C'était la question que je redoutais le plus. Si je pouvais, je l'aurais adopté, mais je ne savais même pas comment j'allais pouvoir vivre, alors si j'avais un enfant de 7 ans avec moi, je n'imaginais même pas la situation.
Je fis signe à Léo de s'approcher. Il vint vers moi, non sans avant avoir fermer la porte. Arrivé vers moi, je m'accroupis, pour être à sa hauteur. Je posai mes mains sur ses épaules et lui dis :
-Léo, j'aimerais beaucoup que tu viennes avec moi. Mais je ne peux pas. Je ne sais pas moi même comment je vais vivre.

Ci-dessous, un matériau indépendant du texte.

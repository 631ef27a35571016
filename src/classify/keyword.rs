//! Keyword matcher.
//!
//! A priority scan over the overlay finder's ranked candidates: the first
//! overlay whose visible text carries at least two lexicon hits wins.
//! Confidence grows with the hit count but is capped well below the
//! database and accessibility tiers; text evidence alone is never allowed
//! to outrank them.

use crate::overlay::find_overlays;

use super::{Classifier, ClassifierKind, Detection, DetectionContext, confidence, support};

/// Minimum lexicon hits (distinct or repeated) for a candidate.
const MIN_HITS: usize = 2;

pub struct KeywordMatcher;

impl KeywordMatcher {
    /// Monotonically increasing, capped confidence for a hit count.
    pub fn confidence_for(hits: usize) -> f32 {
        (confidence::KEYWORD_BASE + confidence::KEYWORD_STEP * hits as f32)
            .min(confidence::KEYWORD_CAP)
    }
}

impl Classifier for KeywordMatcher {
    fn kind(&self) -> ClassifierKind {
        ClassifierKind::Keyword
    }

    fn classify(&self, ctx: &DetectionContext<'_>) -> Option<Detection> {
        // Overlays arrive best-stacked first, so the first qualifying one
        // is the answer; no full-corpus best-match pass needed.
        for overlay in find_overlays(ctx.snapshot) {
            let hits = ctx
                .lexicon
                .hits(&support::visible_text(ctx.snapshot, overlay));
            if hits.len() < MIN_HITS {
                continue;
            }
            let score = Self::confidence_for(hits.len());
            return Some(
                Detection::new(ClassifierKind::Keyword, overlay, score).with_keywords(hits),
            );
        }
        None
    }
}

-Mais.. Tu ne m'aimes pas ?
-Si, bien sûr que si. Qui ne pourrait pas t'aimer ?
-Maman.. Murmura-t-elle.
-Léo ! M'exclamai-je. Je ne veux plus jamais entendre cela sortir de ta bouche ! Si ta maman est partie, c'est parce qu'elle était malade et qu'elle était obligé de partir aux étoiles pour ne plus avoir bobo. Poursuivis-je en le grondant. Tu comprends ? Continuai-je plus doucement.
Des larmes coulaient sur son beau visage. Je le pris dans mes bras, me levai et m'installai sur mon lit. Doucement, je berçai Léo.
-Ne pleure plus, tu n'es plus seul. Je ferais tout pour que tu viennes avec moi. Mais pas maintenant. Il me faut du temps pour que je trouve comment je vais vivre moi-même, d'accord ?
-Merci Bella ! S'exclama-t-il en embrassant ma joue.
Je souris, heureuse de lui avoir redonné le sourire.